_Task inputs:_
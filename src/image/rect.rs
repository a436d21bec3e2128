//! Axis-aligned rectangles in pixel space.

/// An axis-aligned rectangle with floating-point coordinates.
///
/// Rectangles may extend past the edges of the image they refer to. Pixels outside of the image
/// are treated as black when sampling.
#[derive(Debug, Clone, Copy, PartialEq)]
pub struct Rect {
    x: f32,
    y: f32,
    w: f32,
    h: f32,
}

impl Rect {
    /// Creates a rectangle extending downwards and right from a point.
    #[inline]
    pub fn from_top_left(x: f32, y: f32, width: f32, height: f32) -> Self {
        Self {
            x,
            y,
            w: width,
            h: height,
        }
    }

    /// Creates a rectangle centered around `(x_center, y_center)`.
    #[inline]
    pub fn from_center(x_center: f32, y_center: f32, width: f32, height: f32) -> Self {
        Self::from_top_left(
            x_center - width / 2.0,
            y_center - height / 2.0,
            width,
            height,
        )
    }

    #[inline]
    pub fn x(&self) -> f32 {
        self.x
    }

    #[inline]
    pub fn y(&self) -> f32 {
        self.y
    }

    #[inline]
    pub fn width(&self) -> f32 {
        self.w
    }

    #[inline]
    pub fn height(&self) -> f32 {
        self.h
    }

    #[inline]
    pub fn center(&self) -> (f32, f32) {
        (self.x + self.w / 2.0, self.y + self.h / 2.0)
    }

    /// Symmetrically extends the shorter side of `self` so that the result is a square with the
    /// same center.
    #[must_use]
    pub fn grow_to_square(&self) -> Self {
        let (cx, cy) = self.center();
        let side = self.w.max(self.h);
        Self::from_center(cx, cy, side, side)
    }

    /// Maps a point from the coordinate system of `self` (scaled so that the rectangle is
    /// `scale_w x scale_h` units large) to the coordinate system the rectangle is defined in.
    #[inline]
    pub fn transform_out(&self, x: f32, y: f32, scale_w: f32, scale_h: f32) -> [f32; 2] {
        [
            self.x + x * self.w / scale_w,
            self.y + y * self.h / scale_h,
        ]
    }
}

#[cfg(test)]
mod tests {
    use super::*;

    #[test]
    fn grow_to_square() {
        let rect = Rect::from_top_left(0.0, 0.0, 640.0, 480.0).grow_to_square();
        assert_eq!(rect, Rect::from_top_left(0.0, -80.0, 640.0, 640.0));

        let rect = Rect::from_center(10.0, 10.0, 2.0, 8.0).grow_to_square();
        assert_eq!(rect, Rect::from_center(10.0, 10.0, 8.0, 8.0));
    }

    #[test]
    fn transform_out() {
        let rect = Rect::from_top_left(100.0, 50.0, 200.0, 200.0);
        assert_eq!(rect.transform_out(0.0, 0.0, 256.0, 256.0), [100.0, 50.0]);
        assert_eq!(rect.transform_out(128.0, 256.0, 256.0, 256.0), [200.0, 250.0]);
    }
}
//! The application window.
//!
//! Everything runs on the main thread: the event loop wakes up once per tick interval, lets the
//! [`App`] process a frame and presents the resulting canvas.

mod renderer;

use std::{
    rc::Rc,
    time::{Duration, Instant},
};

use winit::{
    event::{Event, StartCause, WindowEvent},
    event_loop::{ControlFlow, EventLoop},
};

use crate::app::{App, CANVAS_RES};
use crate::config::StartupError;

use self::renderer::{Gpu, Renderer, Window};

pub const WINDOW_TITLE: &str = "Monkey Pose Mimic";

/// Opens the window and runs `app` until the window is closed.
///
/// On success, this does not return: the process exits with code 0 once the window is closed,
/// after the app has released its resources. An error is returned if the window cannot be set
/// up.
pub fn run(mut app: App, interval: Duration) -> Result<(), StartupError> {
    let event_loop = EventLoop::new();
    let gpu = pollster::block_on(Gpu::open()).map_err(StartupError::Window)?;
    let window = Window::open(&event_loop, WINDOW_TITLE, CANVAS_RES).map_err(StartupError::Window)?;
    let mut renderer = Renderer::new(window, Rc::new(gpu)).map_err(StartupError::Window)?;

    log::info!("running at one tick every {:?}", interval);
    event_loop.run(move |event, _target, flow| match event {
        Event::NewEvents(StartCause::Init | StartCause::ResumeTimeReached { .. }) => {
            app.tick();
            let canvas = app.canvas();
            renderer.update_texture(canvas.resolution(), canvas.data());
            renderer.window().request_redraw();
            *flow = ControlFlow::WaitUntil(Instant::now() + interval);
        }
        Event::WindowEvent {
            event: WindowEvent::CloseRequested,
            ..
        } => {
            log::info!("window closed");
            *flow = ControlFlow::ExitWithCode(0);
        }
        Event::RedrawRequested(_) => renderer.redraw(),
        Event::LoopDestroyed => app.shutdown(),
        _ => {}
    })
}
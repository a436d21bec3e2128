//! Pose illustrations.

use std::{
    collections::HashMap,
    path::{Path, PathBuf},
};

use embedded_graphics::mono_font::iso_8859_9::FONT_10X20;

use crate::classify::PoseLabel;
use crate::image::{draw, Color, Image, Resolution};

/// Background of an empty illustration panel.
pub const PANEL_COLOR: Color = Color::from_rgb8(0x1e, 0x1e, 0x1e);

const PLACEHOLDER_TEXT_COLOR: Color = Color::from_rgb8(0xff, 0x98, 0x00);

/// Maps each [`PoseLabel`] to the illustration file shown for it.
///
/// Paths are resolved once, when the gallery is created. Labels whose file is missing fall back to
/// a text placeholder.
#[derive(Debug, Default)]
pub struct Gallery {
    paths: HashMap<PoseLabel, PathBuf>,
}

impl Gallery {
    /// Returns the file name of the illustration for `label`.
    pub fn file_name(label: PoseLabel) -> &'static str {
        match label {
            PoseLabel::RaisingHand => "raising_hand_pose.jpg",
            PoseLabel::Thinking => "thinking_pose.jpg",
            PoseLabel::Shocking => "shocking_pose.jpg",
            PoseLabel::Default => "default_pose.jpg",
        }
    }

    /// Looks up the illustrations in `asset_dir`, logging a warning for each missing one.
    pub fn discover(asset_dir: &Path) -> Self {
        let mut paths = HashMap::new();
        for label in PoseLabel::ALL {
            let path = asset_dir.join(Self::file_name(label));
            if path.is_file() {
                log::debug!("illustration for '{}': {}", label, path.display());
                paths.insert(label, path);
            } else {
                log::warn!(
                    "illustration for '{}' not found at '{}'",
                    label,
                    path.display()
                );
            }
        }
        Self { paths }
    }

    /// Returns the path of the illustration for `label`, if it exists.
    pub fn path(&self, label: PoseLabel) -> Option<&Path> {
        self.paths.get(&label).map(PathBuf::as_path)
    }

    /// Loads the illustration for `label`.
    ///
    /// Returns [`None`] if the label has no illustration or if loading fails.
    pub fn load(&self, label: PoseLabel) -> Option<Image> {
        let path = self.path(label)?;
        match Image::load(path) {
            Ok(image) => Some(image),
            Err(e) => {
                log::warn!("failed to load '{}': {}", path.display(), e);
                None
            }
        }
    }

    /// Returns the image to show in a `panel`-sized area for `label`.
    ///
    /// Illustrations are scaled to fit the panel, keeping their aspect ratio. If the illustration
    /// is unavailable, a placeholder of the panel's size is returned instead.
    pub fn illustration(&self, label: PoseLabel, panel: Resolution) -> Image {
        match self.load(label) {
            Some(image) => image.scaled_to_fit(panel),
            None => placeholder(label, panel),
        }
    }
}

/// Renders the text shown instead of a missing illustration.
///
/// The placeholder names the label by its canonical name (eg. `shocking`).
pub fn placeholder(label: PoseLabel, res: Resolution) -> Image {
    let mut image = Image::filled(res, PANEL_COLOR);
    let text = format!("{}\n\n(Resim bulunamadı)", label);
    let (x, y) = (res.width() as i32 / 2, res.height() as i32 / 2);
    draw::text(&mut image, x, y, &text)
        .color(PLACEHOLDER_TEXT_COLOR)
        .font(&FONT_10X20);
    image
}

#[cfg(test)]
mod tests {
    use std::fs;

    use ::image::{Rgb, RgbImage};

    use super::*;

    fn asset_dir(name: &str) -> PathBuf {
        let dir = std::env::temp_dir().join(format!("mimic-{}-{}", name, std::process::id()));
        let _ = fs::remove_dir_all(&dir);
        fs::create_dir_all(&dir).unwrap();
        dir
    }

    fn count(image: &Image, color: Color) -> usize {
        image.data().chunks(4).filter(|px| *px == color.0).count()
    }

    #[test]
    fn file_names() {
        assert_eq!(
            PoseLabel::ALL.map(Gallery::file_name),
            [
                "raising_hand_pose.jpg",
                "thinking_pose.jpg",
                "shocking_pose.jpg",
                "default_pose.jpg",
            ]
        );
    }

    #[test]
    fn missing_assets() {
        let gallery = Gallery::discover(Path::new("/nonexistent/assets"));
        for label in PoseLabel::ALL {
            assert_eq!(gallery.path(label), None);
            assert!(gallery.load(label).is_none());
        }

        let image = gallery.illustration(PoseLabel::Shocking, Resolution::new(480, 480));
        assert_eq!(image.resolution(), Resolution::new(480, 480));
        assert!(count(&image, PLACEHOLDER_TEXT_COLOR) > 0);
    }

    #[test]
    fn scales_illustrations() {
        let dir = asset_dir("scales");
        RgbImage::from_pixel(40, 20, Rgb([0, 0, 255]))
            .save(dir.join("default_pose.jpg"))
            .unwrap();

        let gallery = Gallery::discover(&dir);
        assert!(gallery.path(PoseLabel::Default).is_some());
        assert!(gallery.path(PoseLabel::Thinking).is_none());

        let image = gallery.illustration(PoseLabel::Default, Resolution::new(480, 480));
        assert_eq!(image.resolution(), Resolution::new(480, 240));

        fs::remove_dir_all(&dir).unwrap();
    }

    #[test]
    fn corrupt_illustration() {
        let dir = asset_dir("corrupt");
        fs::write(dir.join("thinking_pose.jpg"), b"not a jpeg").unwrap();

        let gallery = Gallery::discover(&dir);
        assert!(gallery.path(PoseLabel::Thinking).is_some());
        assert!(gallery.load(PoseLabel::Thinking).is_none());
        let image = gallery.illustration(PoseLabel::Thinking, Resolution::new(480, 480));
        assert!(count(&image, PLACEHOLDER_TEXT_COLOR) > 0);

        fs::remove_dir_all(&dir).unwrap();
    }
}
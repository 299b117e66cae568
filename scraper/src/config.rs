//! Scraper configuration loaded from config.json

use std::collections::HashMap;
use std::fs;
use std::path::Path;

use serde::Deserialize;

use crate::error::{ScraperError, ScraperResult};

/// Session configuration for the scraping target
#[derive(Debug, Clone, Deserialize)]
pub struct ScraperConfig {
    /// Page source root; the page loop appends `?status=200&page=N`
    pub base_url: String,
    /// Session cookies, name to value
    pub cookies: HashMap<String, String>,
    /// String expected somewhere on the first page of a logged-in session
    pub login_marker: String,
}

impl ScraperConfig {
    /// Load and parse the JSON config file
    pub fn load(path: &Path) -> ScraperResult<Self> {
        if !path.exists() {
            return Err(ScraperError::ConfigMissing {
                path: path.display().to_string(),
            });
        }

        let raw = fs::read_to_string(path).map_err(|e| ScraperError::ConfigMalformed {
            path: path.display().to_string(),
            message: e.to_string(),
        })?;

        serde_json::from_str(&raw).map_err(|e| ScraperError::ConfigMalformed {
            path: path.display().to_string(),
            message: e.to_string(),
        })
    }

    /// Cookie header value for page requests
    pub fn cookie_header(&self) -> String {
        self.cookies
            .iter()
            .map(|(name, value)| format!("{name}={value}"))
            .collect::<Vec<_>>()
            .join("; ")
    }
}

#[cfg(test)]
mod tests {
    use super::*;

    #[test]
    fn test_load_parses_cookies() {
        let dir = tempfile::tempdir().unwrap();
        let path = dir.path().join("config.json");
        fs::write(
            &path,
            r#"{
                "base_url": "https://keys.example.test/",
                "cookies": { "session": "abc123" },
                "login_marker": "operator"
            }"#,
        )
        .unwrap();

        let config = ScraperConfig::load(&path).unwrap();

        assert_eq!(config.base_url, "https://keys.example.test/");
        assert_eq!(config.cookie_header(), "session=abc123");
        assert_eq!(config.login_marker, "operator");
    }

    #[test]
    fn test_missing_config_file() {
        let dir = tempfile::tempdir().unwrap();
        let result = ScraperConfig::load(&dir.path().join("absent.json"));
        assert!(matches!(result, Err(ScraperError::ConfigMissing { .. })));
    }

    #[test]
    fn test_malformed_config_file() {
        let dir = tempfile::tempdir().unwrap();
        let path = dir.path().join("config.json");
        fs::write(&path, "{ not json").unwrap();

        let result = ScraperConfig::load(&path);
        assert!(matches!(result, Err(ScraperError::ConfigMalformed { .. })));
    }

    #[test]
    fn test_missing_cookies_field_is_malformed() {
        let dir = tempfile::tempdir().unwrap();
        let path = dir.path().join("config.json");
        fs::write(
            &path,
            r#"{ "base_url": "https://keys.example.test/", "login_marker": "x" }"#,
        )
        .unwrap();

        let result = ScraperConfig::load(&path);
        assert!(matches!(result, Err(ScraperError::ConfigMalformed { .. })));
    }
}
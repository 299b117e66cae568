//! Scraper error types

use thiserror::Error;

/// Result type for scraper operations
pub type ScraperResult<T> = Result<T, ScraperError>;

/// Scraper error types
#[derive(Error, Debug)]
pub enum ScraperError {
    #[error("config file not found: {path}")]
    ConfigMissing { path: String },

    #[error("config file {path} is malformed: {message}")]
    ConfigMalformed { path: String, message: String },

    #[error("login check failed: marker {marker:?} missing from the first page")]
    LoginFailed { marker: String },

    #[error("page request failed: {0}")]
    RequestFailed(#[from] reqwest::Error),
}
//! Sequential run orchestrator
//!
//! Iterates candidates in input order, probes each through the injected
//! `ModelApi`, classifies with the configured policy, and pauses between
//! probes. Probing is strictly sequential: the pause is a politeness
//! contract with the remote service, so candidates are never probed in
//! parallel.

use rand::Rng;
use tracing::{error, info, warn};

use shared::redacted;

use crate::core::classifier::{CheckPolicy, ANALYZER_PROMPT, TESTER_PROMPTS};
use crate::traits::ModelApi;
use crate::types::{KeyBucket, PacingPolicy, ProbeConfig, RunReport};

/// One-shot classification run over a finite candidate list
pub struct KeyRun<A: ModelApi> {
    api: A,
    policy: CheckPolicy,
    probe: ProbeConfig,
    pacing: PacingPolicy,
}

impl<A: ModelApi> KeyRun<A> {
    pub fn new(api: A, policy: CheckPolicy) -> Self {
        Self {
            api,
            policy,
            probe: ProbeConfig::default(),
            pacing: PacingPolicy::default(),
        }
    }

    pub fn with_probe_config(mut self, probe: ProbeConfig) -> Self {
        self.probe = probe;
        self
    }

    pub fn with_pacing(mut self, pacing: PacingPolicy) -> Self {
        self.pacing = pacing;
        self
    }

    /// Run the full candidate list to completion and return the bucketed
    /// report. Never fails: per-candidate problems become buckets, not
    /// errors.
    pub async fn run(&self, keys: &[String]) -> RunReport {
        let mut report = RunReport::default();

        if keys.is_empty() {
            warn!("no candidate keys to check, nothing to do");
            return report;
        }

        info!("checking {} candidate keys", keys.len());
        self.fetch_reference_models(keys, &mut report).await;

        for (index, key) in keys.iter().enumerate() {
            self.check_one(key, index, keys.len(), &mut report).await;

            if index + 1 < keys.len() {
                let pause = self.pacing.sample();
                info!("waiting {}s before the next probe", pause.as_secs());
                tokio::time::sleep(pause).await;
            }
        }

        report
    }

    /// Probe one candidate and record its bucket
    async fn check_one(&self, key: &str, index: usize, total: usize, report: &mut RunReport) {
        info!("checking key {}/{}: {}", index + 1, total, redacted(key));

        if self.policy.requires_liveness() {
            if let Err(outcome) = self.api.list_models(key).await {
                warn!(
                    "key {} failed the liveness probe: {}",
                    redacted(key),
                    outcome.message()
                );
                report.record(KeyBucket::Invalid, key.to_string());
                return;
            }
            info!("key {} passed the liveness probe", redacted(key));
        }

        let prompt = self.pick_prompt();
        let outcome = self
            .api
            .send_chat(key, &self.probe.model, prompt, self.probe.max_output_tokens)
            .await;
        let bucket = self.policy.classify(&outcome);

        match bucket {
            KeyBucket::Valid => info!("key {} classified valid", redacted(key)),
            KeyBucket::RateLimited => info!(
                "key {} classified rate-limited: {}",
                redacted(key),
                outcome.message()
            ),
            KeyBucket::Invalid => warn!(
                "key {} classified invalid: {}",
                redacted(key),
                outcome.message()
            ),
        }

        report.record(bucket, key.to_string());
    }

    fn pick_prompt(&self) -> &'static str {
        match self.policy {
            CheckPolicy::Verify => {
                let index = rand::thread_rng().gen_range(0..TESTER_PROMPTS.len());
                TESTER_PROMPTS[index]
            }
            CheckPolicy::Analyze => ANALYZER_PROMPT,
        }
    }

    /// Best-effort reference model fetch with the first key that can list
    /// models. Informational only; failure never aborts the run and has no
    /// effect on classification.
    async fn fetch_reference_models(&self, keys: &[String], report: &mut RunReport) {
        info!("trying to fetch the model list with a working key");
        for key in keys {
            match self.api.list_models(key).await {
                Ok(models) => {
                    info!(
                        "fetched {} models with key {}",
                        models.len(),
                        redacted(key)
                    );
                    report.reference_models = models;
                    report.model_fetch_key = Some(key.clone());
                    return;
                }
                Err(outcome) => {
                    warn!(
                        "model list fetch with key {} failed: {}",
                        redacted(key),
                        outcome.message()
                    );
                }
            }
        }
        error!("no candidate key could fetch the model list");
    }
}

_Your goal:_
Extract from the data every line where "ScraperResult" shows up.

_Response for this exercise:_
use crate::error::{ScraperError, ScraperResult};
    pub fn load(path: &Path) -> ScraperResult<Self> {
pub type ScraperResult<T> = Result<T, ScraperError>;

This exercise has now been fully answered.